When I check this page it says it's 0528, plus a couple of others. So maybe it's all one and the same? Does VI own a few units at a Diamond-managed resort?

Edit:  Just confirmed that yes, it is the same.  Address 75-5992 Alii Drive is the same for both.

http://tug2.com/RnR/TabResortDescri...sortGUID=5022aea7-274f-4867-9d29-93f7518b811e

Dave


----------



## easyrider (Dec 13, 2014)

Well I know for sure that Vacation Internationale owns a bunch of units here and that VI also maintains the check in office here. There is also the Sea Village HOA with private ownership here. I did not see anything to indicate Diamond Resorts anywhere on this property. The Diamond Resorts website link is the Sea Village.

Anyway, we like this property so much we bought a VI rtu last week.


Bill


----------



## DaveNV (Dec 13, 2014)

The Diamond page says it's "Club Affiliated."  So maybe that's the connection?  VI manages, but Diamond shares affiliation?  Kind of odd, isn't it?

Dave


----------



## TUGBrian (Dec 14, 2014)

we can certainly change the name if applicable...but it sounds like we are talking about the same resort.
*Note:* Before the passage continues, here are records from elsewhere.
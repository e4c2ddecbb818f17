//! Landslide probability estimation and choropleth tiers.
//!
//! Each district observation (rainfall, pre-assigned risk level, historical
//! disaster count) is turned into a probability-like score in `[0, 100]` and a
//! color tier for the risk map.

use serde::{Deserialize, Deserializer, Serialize};

/// Score at or above which a district is drawn as high risk.
pub const HIGH_THRESHOLD: f64 = 75.0;
/// Score at or above which a district is drawn as medium risk.
pub const MEDIUM_THRESHOLD: f64 = 50.0;
/// Lower bound applied once any disaster has been recorded for a district.
pub const DISASTER_FLOOR: f64 = 80.0;

/// Per-district input record as served by `/list_data_graph`.
#[derive(Debug, Clone, Copy, PartialEq, Serialize, Deserialize)]
pub struct Observation {
    /// Mean rainfall in millimeters; null is treated as zero.
    #[serde(default)]
    pub rain_mm_wmean: Option<f64>,
    /// Pre-assigned risk level, 1 (low) to 3 (high).
    pub risk_level: u8,
    /// Historical disaster events recorded for the district; null counts as none.
    #[serde(default, deserialize_with = "null_as_zero")]
    pub count_of_disasters: u32,
}

fn null_as_zero<'de, D>(deserializer: D) -> Result<u32, D::Error>
where
    D: Deserializer<'de>,
{
    Ok(Option::<u32>::deserialize(deserializer)?.unwrap_or(0))
}

/// Discrete tier used to color a district.
#[derive(Debug, Clone, Copy, PartialEq, Eq, PartialOrd, Ord, Hash, Serialize, Deserialize)]
#[serde(rename_all = "lowercase")]
pub enum ColorTier {
    Low,
    Medium,
    High,
}

impl ColorTier {
    /// Map a probability score onto a tier.
    pub fn from_probability(probability: f64) -> Self {
        if probability >= HIGH_THRESHOLD {
            ColorTier::High
        } else if probability >= MEDIUM_THRESHOLD {
            ColorTier::Medium
        } else {
            ColorTier::Low
        }
    }

    pub fn label(&self) -> &'static str {
        match self {
            ColorTier::Low => "Low",
            ColorTier::Medium => "Medium",
            ColorTier::High => "High",
        }
    }

    /// Short symbol for table cells.
    pub fn symbol(&self) -> &'static str {
        match self {
            ColorTier::Low => "LOW",
            ColorTier::Medium => "MED",
            ColorTier::High => "HIGH",
        }
    }
}

/// Result of classifying one observation.
#[derive(Debug, Clone, Copy, PartialEq, Serialize)]
pub struct Classification {
    pub probability: f64,
    pub tier: ColorTier,
}

/// Estimate the landslide probability for an observation.
///
/// Without recorded disasters the score is `rain / 2 + risk_level * 10`,
/// capped at 100. With at least one disaster, five points are added per event
/// and the result is clamped to `[80, 100]`, so any disaster history puts the
/// district in the high tier.
pub fn classify(observation: &Observation) -> Classification {
    let rain = observation.rain_mm_wmean.filter(|r| r.is_finite()).unwrap_or(0.0);
    let base = rain / 2.0 + f64::from(observation.risk_level) * 10.0;

    let probability = if observation.count_of_disasters > 0 {
        let boosted = base + f64::from(observation.count_of_disasters) * 5.0;
        boosted.clamp(DISASTER_FLOOR, 100.0)
    } else {
        base.clamp(0.0, 100.0)
    };

    Classification {
        probability,
        tier: ColorTier::from_probability(probability),
    }
}

#[cfg(test)]
mod tests {
    use super::*;

    fn obs(rain: Option<f64>, risk_level: u8, disasters: u32) -> Observation {
        Observation {
            rain_mm_wmean: rain,
            risk_level,
            count_of_disasters: disasters,
        }
    }

    #[test]
    fn test_dry_low_risk_district() {
        let result = classify(&obs(Some(0.0), 1, 0));
        assert_eq!(result.probability, 10.0);
        assert_eq!(result.tier, ColorTier::Low);
    }

    #[test]
    fn test_heavy_rain_high_risk_district() {
        let result = classify(&obs(Some(100.0), 3, 0));
        assert_eq!(result.probability, 80.0);
        assert_eq!(result.tier, ColorTier::High);
    }

    #[test]
    fn test_single_disaster_lifts_to_floor() {
        let result = classify(&obs(Some(0.0), 1, 1));
        assert_eq!(result.probability, 80.0);
        assert_eq!(result.tier, ColorTier::High);
    }

    #[test]
    fn test_many_disasters_capped_at_100() {
        let result = classify(&obs(Some(200.0), 3, 5));
        assert_eq!(result.probability, 100.0);
        assert_eq!(result.tier, ColorTier::High);
    }

    #[test]
    fn test_missing_rain_counts_as_zero() {
        assert_eq!(classify(&obs(None, 2, 0)).probability, 20.0);
        assert_eq!(classify(&obs(Some(f64::NAN), 2, 0)).probability, 20.0);
    }

    #[test]
    fn test_without_disasters_matches_formula() {
        for rain in [0.0, 3.5, 40.0, 99.0, 150.0, 400.0] {
            for level in 1..=3u8 {
                let expected = (rain / 2.0 + f64::from(level) * 10.0).min(100.0);
                let result = classify(&obs(Some(rain), level, 0));
                assert_eq!(result.probability, expected, "rain={rain} level={level}");
                assert!(result.probability <= 100.0);
            }
        }
    }

    #[test]
    fn test_with_disasters_stays_within_floor_and_cap() {
        for rain in [0.0, 10.0, 80.0, 500.0] {
            for level in 1..=3u8 {
                for disasters in [1, 2, 7, 40] {
                    let p = classify(&obs(Some(rain), level, disasters)).probability;
                    assert!((DISASTER_FLOOR..=100.0).contains(&p), "p={p}");
                }
            }
        }
    }

    #[test]
    fn test_tier_thresholds() {
        assert_eq!(ColorTier::from_probability(0.0), ColorTier::Low);
        assert_eq!(ColorTier::from_probability(49.99), ColorTier::Low);
        assert_eq!(ColorTier::from_probability(50.0), ColorTier::Medium);
        assert_eq!(ColorTier::from_probability(74.99), ColorTier::Medium);
        assert_eq!(ColorTier::from_probability(75.0), ColorTier::High);
        assert_eq!(ColorTier::from_probability(100.0), ColorTier::High);
    }

    #[test]
    fn test_medium_band() {
        // 60 / 2 + 2 * 10 = 50
        let result = classify(&obs(Some(60.0), 2, 0));
        assert_eq!(result.probability, 50.0);
        assert_eq!(result.tier, ColorTier::Medium);
    }

    #[test]
    fn test_classify_is_pure() {
        let o = obs(Some(37.2), 2, 0);
        assert_eq!(classify(&o), classify(&o));
    }

    #[test]
    fn test_deserialize_with_defaults() {
        let o: Observation =
            serde_json::from_str(r#"{ "rain_mm_wmean": null, "risk_level": 3 }"#).unwrap();
        assert_eq!(o.rain_mm_wmean, None);
        assert_eq!(o.count_of_disasters, 0);
        assert_eq!(classify(&o).probability, 30.0);
    }

    #[test]
    fn test_null_disaster_count_is_zero() {
        let o: Observation = serde_json::from_str(
            r#"{ "rain_mm_wmean": 40.0, "risk_level": 1, "count_of_disasters": null }"#,
        )
        .unwrap();
        assert_eq!(o.count_of_disasters, 0);
        let c = classify(&o);
        assert_eq!(c.probability, 30.0);
        assert_eq!(c.tier, ColorTier::Low);
    }
}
http://tug2.com/RnR/TabResortDescription.aspx?ResortGUID=5022aea7-274f-4867-9d29-93f7518b811e


----------



## easyrider (Dec 14, 2014)

I made my reservation to the Sea Village through the Worldmark portal. It is a Vacation Internationale Resort with affiliate inventory according to Worldmark. RCI is also listing this as a Vacation Internationale Resort. 

http://www.viresorts.com/resorts/SeaVillage.html

I noticed that the Vacation Internationale Sea Mountain is listed as a Diamond resort as well. Its not. VI has an office here. I was there last Tuesday checking out the resort and black sand beach.

http://www.viresorts.com/resorts/SeaMountain.html

I guess its the right place for the review. 


Bill


----------



## TUGBrian (Dec 14, 2014)

no problem, its relatively easy to change the resort names!


----------



## TUGBrian (Dec 15, 2014)

have removed the DRI name from the resort.


----------